(Saved data entries)

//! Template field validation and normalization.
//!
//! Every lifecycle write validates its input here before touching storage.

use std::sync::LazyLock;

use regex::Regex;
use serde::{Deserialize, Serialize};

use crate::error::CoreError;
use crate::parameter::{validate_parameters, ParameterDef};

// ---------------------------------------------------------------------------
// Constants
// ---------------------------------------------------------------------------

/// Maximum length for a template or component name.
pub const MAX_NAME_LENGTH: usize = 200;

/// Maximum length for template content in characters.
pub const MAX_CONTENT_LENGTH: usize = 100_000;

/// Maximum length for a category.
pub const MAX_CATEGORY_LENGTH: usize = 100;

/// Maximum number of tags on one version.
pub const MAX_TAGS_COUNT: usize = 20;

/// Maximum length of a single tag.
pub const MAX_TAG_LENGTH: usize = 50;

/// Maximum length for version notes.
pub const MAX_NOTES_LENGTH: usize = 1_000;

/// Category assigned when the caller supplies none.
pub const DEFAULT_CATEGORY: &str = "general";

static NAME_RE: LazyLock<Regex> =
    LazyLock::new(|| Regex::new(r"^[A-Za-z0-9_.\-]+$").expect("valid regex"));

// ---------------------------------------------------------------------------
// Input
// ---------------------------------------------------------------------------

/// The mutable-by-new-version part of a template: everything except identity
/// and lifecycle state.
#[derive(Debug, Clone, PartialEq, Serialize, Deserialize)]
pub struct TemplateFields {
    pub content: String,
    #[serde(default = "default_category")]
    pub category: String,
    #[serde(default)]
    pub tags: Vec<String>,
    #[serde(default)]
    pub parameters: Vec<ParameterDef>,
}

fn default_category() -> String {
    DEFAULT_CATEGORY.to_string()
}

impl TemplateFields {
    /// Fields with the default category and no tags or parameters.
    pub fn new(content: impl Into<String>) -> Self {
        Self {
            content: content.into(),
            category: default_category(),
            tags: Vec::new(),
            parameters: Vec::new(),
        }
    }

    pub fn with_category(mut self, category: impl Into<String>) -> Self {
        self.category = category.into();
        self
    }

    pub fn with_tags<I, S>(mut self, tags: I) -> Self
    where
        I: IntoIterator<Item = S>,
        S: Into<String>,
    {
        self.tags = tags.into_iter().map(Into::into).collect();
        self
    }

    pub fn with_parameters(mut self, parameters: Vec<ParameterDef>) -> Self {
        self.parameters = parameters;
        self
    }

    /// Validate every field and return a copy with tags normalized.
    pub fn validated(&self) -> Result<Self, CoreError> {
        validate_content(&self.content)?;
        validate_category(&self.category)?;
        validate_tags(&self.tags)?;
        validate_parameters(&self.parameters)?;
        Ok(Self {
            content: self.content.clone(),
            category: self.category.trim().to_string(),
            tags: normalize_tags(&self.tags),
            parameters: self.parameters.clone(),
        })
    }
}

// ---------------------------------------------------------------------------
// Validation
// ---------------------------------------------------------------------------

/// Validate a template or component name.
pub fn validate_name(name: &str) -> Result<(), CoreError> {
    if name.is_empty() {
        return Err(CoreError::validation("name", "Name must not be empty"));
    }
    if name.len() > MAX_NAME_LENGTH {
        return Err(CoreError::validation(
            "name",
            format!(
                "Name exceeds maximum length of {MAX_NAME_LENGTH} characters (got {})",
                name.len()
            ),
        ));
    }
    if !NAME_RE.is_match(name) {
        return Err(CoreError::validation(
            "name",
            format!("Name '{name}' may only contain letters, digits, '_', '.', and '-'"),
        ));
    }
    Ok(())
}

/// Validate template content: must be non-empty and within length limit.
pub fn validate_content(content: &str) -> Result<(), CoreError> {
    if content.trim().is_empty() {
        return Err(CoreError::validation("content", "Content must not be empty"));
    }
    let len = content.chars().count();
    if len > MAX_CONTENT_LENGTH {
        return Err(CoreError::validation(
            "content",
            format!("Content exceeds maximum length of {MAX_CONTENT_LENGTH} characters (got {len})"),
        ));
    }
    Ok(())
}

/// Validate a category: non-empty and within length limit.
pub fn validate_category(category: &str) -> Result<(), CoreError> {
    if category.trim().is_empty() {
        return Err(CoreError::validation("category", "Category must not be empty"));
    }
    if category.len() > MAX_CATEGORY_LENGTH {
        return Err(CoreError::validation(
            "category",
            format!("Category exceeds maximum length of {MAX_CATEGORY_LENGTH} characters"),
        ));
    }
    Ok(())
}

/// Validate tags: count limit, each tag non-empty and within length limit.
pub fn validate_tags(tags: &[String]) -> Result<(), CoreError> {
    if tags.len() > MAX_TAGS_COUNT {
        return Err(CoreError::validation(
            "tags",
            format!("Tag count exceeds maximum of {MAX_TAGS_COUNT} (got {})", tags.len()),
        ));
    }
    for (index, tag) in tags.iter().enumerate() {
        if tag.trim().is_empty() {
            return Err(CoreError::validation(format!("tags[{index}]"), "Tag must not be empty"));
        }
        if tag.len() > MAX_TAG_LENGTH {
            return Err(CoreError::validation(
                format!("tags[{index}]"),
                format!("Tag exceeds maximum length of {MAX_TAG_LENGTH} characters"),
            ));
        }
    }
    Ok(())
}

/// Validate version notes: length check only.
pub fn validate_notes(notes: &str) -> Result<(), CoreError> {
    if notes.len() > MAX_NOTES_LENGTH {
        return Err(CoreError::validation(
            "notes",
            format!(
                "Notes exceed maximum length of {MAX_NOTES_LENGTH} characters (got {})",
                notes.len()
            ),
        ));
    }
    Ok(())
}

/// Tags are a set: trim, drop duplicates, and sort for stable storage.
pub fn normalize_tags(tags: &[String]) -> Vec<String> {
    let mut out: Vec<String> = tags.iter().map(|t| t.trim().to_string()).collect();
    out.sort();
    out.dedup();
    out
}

The task:
All of the data above must be retyped exactly.

Solution to this exercise:
//! Template field validation and normalization.
//!
//! Every lifecycle write validates its input here before touching storage.

use std::sync::LazyLock;

use regex::Regex;
use serde::{Deserialize, Serialize};

use crate::error::CoreError;
use crate::parameter::{validate_parameters, ParameterDef};

// ---------------------------------------------------------------------------
// Constants
// ---------------------------------------------------------------------------

/// Maximum length for a template or component name.
pub const MAX_NAME_LENGTH: usize = 200;

/// Maximum length for template content in characters.
pub const MAX_CONTENT_LENGTH: usize = 100_000;

/// Maximum length for a category.
pub const MAX_CATEGORY_LENGTH: usize = 100;

/// Maximum number of tags on one version.
pub const MAX_TAGS_COUNT: usize = 20;

/// Maximum length of a single tag.
pub const MAX_TAG_LENGTH: usize = 50;

/// Maximum length for version notes.
pub const MAX_NOTES_LENGTH: usize = 1_000;

/// Category assigned when the caller supplies none.
pub const DEFAULT_CATEGORY: &str = "general";

static NAME_RE: LazyLock<Regex> =
    LazyLock::new(|| Regex::new(r"^[A-Za-z0-9_.\-]+$").expect("valid regex"));

// ---------------------------------------------------------------------------
// Input
// ---------------------------------------------------------------------------

/// The mutable-by-new-version part of a template: everything except identity
/// and lifecycle state.
#[derive(Debug, Clone, PartialEq, Serialize, Deserialize)]
pub struct TemplateFields {
    pub content: String,
    #[serde(default = "default_category")]
    pub category: String,
    #[serde(default)]
    pub tags: Vec<String>,
    #[serde(default)]
    pub parameters: Vec<ParameterDef>,
}

fn default_category() -> String {
    DEFAULT_CATEGORY.to_string()
}

impl TemplateFields {
    /// Fields with the default category and no tags or parameters.
    pub fn new(content: impl Into<String>) -> Self {
        Self {
            content: content.into(),
            category: default_category(),
            tags: Vec::new(),
            parameters: Vec::new(),
        }
    }

    pub fn with_category(mut self, category: impl Into<String>) -> Self {
        self.category = category.into();
        self
    }

    pub fn with_tags<I, S>(mut self, tags: I) -> Self
    where
        I: IntoIterator<Item = S>,
        S: Into<String>,
    {
        self.tags = tags.into_iter().map(Into::into).collect();
        self
    }

    pub fn with_parameters(mut self, parameters: Vec<ParameterDef>) -> Self {
        self.parameters = parameters;
        self
    }

    /// Validate every field and return a copy with tags normalized.
    pub fn validated(&self) -> Result<Self, CoreError> {
        validate_content(&self.content)?;
        validate_category(&self.category)?;
        validate_tags(&self.tags)?;
        validate_parameters(&self.parameters)?;
        Ok(Self {
            content: self.content.clone(),
            category: self.category.trim().to_string(),
            tags: normalize_tags(&self.tags),
            parameters: self.parameters.clone(),
        })
    }
}

// ---------------------------------------------------------------------------
// Validation
// ---------------------------------------------------------------------------

/// Validate a template or component name.
pub fn validate_name(name: &str) -> Result<(), CoreError> {
    if name.is_empty() {
        return Err(CoreError::validation("name", "Name must not be empty"));
    }
    if name.len() > MAX_NAME_LENGTH {
        return Err(CoreError::validation(
            "name",
            format!(
                "Name exceeds maximum length of {MAX_NAME_LENGTH} characters (got {})",
                name.len()
            ),
        ));
    }
    if !NAME_RE.is_match(name) {
        return Err(CoreError::validation(
            "name",
            format!("Name '{name}' may only contain letters, digits, '_', '.', and '-'"),
        ));
    }
    Ok(())
}

/// Validate template content: must be non-empty and within length limit.
pub fn validate_content(content: &str) -> Result<(), CoreError> {
    if content.trim().is_empty() {
        return Err(CoreError::validation("content", "Content must not be empty"));
    }
    let len = content.chars().count();
    if len > MAX_CONTENT_LENGTH {
        return Err(CoreError::validation(
            "content",
            format!("Content exceeds maximum length of {MAX_CONTENT_LENGTH} characters (got {len})"),
        ));
    }
    Ok(())
}

/// Validate a category: non-empty and within length limit.
pub fn validate_category(category: &str) -> Result<(), CoreError> {
    if category.trim().is_empty() {
        return Err(CoreError::validation("category", "Category must not be empty"));
    }
    if category.len() > MAX_CATEGORY_LENGTH {
        return Err(CoreError::validation(
            "category",
            format!("Category exceeds maximum length of {MAX_CATEGORY_LENGTH} characters"),
        ));
    }
    Ok(())
}

/// Validate tags: count limit, each tag non-empty and within length limit.
pub fn validate_tags(tags: &[String]) -> Result<(), CoreError> {
    if tags.len() > MAX_TAGS_COUNT {
        return Err(CoreError::validation(
            "tags",
            format!("Tag count exceeds maximum of {MAX_TAGS_COUNT} (got {})", tags.len()),
        ));
    }
    for (index, tag) in tags.iter().enumerate() {
        if tag.trim().is_empty() {
            return Err(CoreError::validation(format!("tags[{index}]"), "Tag must not be empty"));
        }
        if tag.len() > MAX_TAG_LENGTH {
            return Err(CoreError::validation(
                format!("tags[{index}]"),
                format!("Tag exceeds maximum length of {MAX_TAG_LENGTH} characters"),
            ));
        }
    }
    Ok(())
}

/// Validate version notes: length check only.
pub fn validate_notes(notes: &str) -> Result<(), CoreError> {
    if notes.len() > MAX_NOTES_LENGTH {
        return Err(CoreError::validation(
            "notes",
            format!(
                "Notes exceed maximum length of {MAX_NOTES_LENGTH} characters (got {})",
                notes.len()
            ),
        ));
    }
    Ok(())
}

/// Tags are a set: trim, drop duplicates, and sort for stable storage.
pub fn normalize_tags(tags: &[String]) -> Vec<String> {
    let mut out: Vec<String> = tags.iter().map(|t| t.trim().to_string()).collect();
    out.sort();
    out.dedup();
    out
}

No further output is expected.